There is a lot to be said for the freedom that comes with refusing to own any given label/identity. But for me, rejecting communities has always been an act of rebellion. And not in a positive sense, either: I felt like no one could possibly understand or relate to what it felt like to be me, and therefore there was no community for me to be a part of. During that time, I also did not label my sexuality: I was going back and forth between bisexual and lesbian, and neither felt like a good fit for me, which was frustrating and disappointing.
It took a while for me to accept that, even if there was no one else at all out there who even remotely understood what it was like to be me (unlikely as that might be), there still was a value in bonding over the things I do share with others. And I started to realize that I already was part of several communities, and I started to own those identities.
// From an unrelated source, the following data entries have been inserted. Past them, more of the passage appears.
//! Unified error type for zerohid.
//!
//! Only [`Error::Io`] and [`Error::DeviceUnavailable`] end the process.
//! Invalid input lines and write timeouts are logged by the dispatcher and
//! the loop carries on.

use std::io;
use std::path::PathBuf;

use thiserror::Error;

/// Top-level error type used across the crate.
#[derive(Debug, Error)]
pub enum Error {
    /// An input line could not be turned into an event.
    #[error("invalid event: {0}")]
    InvalidEvent(#[from] InvalidEvent),

    /// The device did not accept a whole report within the write timeout.
    #[error("device write timed out")]
    WriteTimedOut,

    /// Any other I/O error on the device or the input stream.
    #[error("I/O error: {0}")]
    Io(#[from] io::Error),

    /// A HID device could not be opened at startup.
    #[error("cannot open {}: {source}", path.display())]
    DeviceUnavailable { path: PathBuf, source: io::Error },
}

/// Why an input line was rejected.
#[derive(Clone, Debug, PartialEq, Eq, Error)]
pub enum InvalidEvent {
    /// The line does not match any event form.
    #[error("unrecognised line")]
    Syntax,

    /// A numeric field is missing or not a decimal number.
    #[error("bad number {0:?}")]
    Number(String),

    /// Button state above the 3-bit range.
    #[error("button state {0} out of range 0-7")]
    ButtonsOutOfRange(u8),

    /// Absolute position above 32767.
    #[error("position {0} out of range 0-32767")]
    PositionOutOfRange(u32),

    /// Wheel movement outside -127..127.
    #[error("wheel {0} out of range -127..127")]
    WheelOutOfRange(i32),
}

pub type Result<T, E = Error> = std::result::Result<T, E>;
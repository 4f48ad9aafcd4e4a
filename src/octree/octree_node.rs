use crate::models::{Body, Vector3};

/// Index of a node inside a [`NodePool`](crate::octree::NodePool).
pub type NodeId = usize;

/// A cube-shaped region of the Barnes-Hut octree.
///
/// A node is either a leaf holding exactly one body, or an internal node with
/// `body == None` whose `mass` and `mass_vector` aggregate every body below it.
/// Children are indices into the pool that owns the node, never pointers.
#[derive(Debug, Clone, Default, PartialEq)]
pub struct OctreeNode {
    /// Lower corner of the cube.
    pub start: Vector3,
    /// Upper corner of the cube.
    pub end: Vector3,
    /// Octant children; bit 0 of the slot index is x, bit 1 is y, bit 2 is z.
    pub children: [Option<NodeId>; 8],
    pub body: Option<usize>,
    pub mass: f64,
    /// Mass-weighted sum of the positions of every body below this node.
    pub mass_vector: Vector3,
}

impl OctreeNode {
    pub fn reset(&mut self) {
        *self = OctreeNode::default();
    }

    pub fn is_leaf(&self) -> bool {
        self.body.is_some()
    }

    /// Side length of the cube. All three axes share it.
    pub fn width(&self) -> f64 {
        self.end.x - self.start.x
    }

    pub fn center(&self) -> Vector3 {
        (self.start + self.end) / 2.0
    }

    /// Center of mass of everything below this node.
    pub fn centroid(&self) -> Vector3 {
        self.mass_vector / self.mass
    }

    pub fn child_count(&self) -> usize {
        self.children.iter().flatten().count()
    }

    pub fn contains(&self, point: &Vector3) -> bool {
        (0..3).all(|axis| self.start[axis] <= point[axis] && point[axis] <= self.end[axis])
    }

    /// True while halving the cube still produces a strictly smaller cube on every axis.
    pub fn can_subdivide(&self) -> bool {
        let mid = self.center();
        (0..3).all(|axis| self.start[axis] < mid[axis] && mid[axis] < self.end[axis])
    }

    /// Turns this node into a leaf holding `body`.
    pub(crate) fn place(&mut self, index: usize, body: &Body) {
        self.body = Some(index);
        self.mass = body.mass;
        self.mass_vector = body.position * body.mass;
    }

    /// Adds `body` to this node's aggregate mass and center-of-mass sum.
    pub(crate) fn aggregate(&mut self, body: &Body) {
        self.mass += body.mass;
        self.mass_vector += body.position * body.mass;
    }

    /// Octant slot for `point` and the bounds of that octant's sub-cube.
    ///
    /// A bit is set when the point lies strictly past the midpoint on that axis,
    /// so points exactly on the midpoint fall into the lower half.
    pub fn octant(&self, point: &Vector3) -> (usize, Vector3, Vector3) {
        let mid = self.center();
        let mut index = 0;
        let mut start = self.start;
        let mut end = mid;

        if point.x > mid.x {
            index |= 1;
            start.x = mid.x;
            end.x = self.end.x;
        }
        if point.y > mid.y {
            index |= 2;
            start.y = mid.y;
            end.y = self.end.y;
        }
        if point.z > mid.z {
            index |= 4;
            start.z = mid.z;
            end.z = self.end.z;
        }

        (index, start, end)
    }
}
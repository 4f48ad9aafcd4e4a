//! Force-directed layout engine.
//!
//! Every call to [`Layout::step`] runs one iteration of the pipeline:
//!
//! 1. rebuild the octree and accumulate repulsion plus drag on every body (in parallel),
//! 2. add the spring force of every edge to both of its ends,
//! 3. integrate velocities and positions (in parallel),
//! 4. report whether the total movement fell below the stability threshold.
//!
//! # Example
//!
//! ```
//! use rs_layout::layout::Layout;
//!
//! // A triangle: 1 -> 2, 2 -> 3, 3 -> 1
//! let mut layout = Layout::builder(&[-1, 2, -2, 3, -3, 1])
//!     .seed(7)
//!     .build()
//!     .expect("valid graph");
//!
//! for _ in 0..10 {
//!     if layout.step() {
//!         break;
//!     }
//! }
//! assert_eq!(layout.positions().len(), 3);
//! ```
use log::debug;
use rand::rngs::StdRng;
use rand::SeedableRng;
use rayon::prelude::*;

use crate::forces::{drag_force, separation, spring_force};
use crate::layout::Graph;
use crate::models::{Body, Vector3};
use crate::octree::Octree;
use crate::utils::{sub_seed, LayoutConfig, LayoutError, LazyRng, DEFAULT_SEED};

/// Stream id reserved for the octree's jitter generator.
const TREE_STREAM: u64 = u64::MAX;
const TREE_SEED: u64 = 1984;

/// Collects the inputs of a layout and checks them before anything is built.
#[derive(Debug, Clone)]
pub struct LayoutBuilder<'a> {
    links: &'a [i32],
    positions: Option<&'a [i32]>,
    weights: Option<&'a [i32]>,
    config: LayoutConfig,
    seed: u64,
}

impl<'a> LayoutBuilder<'a> {
    /// Initial positions as `x, y, z` triplets, one per body.
    pub fn positions(mut self, positions: &'a [i32]) -> Self {
        self.positions = Some(positions);
        self
    }

    /// Body masses, one per body, replacing the degree-derived defaults.
    pub fn weights(mut self, weights: &'a [i32]) -> Self {
        self.weights = Some(weights);
        self
    }

    pub fn config(mut self, config: LayoutConfig) -> Self {
        self.config = config;
        self
    }

    pub fn seed(mut self, seed: u64) -> Self {
        self.seed = seed;
        self
    }

    /// Decodes the graph, applies weights and positions, and creates the engine.
    ///
    /// Bodies without given positions are scattered with the engine's own
    /// generator, so two builds with the same inputs start identically.
    ///
    /// # Errors
    ///
    /// Any precondition violation of the configuration, links, weights or
    /// positions is returned before the engine exists.
    pub fn build(self) -> Result<Layout, LayoutError> {
        self.config.validate()?;

        let mut graph = Graph::from_links(self.links)?;
        if let Some(weights) = self.weights {
            graph.apply_weights(weights)?;
        }

        let mut rng = StdRng::seed_from_u64(self.seed);
        match self.positions {
            Some(positions) => graph.apply_positions(positions)?,
            None => graph.init_positions(&mut rng, self.config.spring_length),
        }

        Layout::with_rng(graph.into_bodies(), self.config, self.seed, rng)
    }
}

/// A 3D force-directed layout over a fixed set of bodies.
#[derive(Debug)]
pub struct Layout {
    bodies: Vec<Body>,
    tree: Octree,
    config: LayoutConfig,
    seed: u64,
    rng: StdRng,
    iteration: u64,
    last_movement: f64,
}

impl Layout {
    /// Starts a builder over a signed edge list with the default configuration and seed.
    pub fn builder(links: &[i32]) -> LayoutBuilder<'_> {
        LayoutBuilder {
            links,
            positions: None,
            weights: None,
            config: LayoutConfig::default(),
            seed: DEFAULT_SEED,
        }
    }

    /// Creates a layout over bodies that are already placed.
    ///
    /// # Errors
    ///
    /// `EmptyEdgeList` if there are no bodies, `InvalidMass` for a body whose
    /// mass is not positive and finite, `EdgeOutOfRange` for an edge naming a
    /// missing body, and `InvalidConfig` for an invalid configuration.
    pub fn from_bodies(bodies: Vec<Body>, config: LayoutConfig, seed: u64) -> Result<Self, LayoutError> {
        config.validate()?;
        Self::with_rng(bodies, config, seed, StdRng::seed_from_u64(seed))
    }

    fn with_rng(bodies: Vec<Body>, config: LayoutConfig, seed: u64, rng: StdRng) -> Result<Self, LayoutError> {
        if bodies.is_empty() {
            return Err(LayoutError::EmptyEdgeList);
        }

        let count = bodies.len();
        for (index, body) in bodies.iter().enumerate() {
            if !(body.mass > 0.0 && body.mass.is_finite()) {
                return Err(LayoutError::InvalidMass { body: index, mass: body.mass });
            }
            if let Some(&target) = body.outgoing.iter().find(|&&target| target >= count) {
                return Err(LayoutError::EdgeOutOfRange { from: index, target, count });
            }
        }

        Ok(Layout {
            bodies,
            tree: Octree::new(sub_seed(seed, TREE_STREAM, TREE_SEED)),
            config,
            seed,
            rng,
            iteration: 0,
            last_movement: f64::INFINITY,
        })
    }

    /// Runs one iteration and returns `true` once the layout has converged.
    pub fn step(&mut self) -> bool {
        self.accumulate_forces();
        self.apply_springs();
        let movement = self.integrate();

        self.iteration += 1;
        self.last_movement = movement;
        debug!("Iteration {}: movement {:.6}", self.iteration, movement);

        movement < self.config.stable_threshold
    }

    pub fn bodies(&self) -> &[Body] {
        &self.bodies
    }

    /// A copy of every body position, in body order.
    pub fn positions(&self) -> Vec<Vector3> {
        self.bodies.iter().map(|body| body.position).collect()
    }

    pub fn body_count(&self) -> usize {
        self.bodies.len()
    }

    /// Number of completed steps.
    pub fn iteration(&self) -> u64 {
        self.iteration
    }

    /// Movement metric of the last step, infinite before the first one.
    pub fn last_movement(&self) -> f64 {
        self.last_movement
    }

    pub fn config(&self) -> &LayoutConfig {
        &self.config
    }

    pub fn seed(&self) -> u64 {
        self.seed
    }

    /// Resets every force to repulsion from all other bodies plus drag.
    fn accumulate_forces(&mut self) {
        self.tree.build(&mut self.bodies);

        let LayoutConfig { gravity, theta, drag_coeff, .. } = self.config;
        let (seed, iteration) = (self.seed, self.iteration);
        let tree = &self.tree;
        let bodies = &self.bodies;

        let forces: Vec<Vector3> = (0..bodies.len())
            .into_par_iter()
            .map_init(Vec::new, |stack, index| {
                let mut rng = LazyRng::new(sub_seed(seed, iteration, index as u64));
                tree.force_on_with(index, bodies, gravity, theta, &mut rng, stack)
            })
            .collect();

        self.bodies
            .par_iter_mut()
            .zip(forces.par_iter())
            .for_each(|(body, &force)| {
                body.reset_force();
                body.force += force + drag_force(drag_coeff, body.velocity);
            });
    }

    /// Adds the spring force of every edge, equal and opposite on its two ends.
    fn apply_springs(&mut self) {
        let LayoutConfig { spring_coeff, spring_length, .. } = self.config;

        for source in 0..self.bodies.len() {
            for k in 0..self.bodies[source].outgoing.len() {
                let target = self.bodies[source].outgoing[k];
                let (d, r) = separation(
                    self.bodies[source].position,
                    self.bodies[target].position,
                    &mut self.rng,
                );
                let force = spring_force(spring_coeff, spring_length, d, r);
                self.bodies[source].force += force;
                self.bodies[target].force -= force;
            }
        }
    }

    /// Moves every body and returns the movement metric of the step.
    fn integrate(&mut self) -> f64 {
        let time_step = self.config.time_step;
        let displacements: Vec<Vector3> = self
            .bodies
            .par_iter_mut()
            .map(|body| body.integrate(time_step))
            .collect();

        // Summed in body order so the metric does not depend on scheduling.
        let total = displacements
            .iter()
            .fold(Vector3::zero(), |acc, d| acc + d.abs());
        total.squared().sum() / self.bodies.len() as f64
    }
}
Realizing those connections was really empowering, and I embrace my labels now.
Part of that might also be about the fact that I don't have just one label or identity, but several overlapping ones, and it's the unique mixture that makes me ME. I'm a lot of different things, and being queer is just one facet of that, but it's part of who I am and identifying as such allows me to reach out and connect with people who share that experience.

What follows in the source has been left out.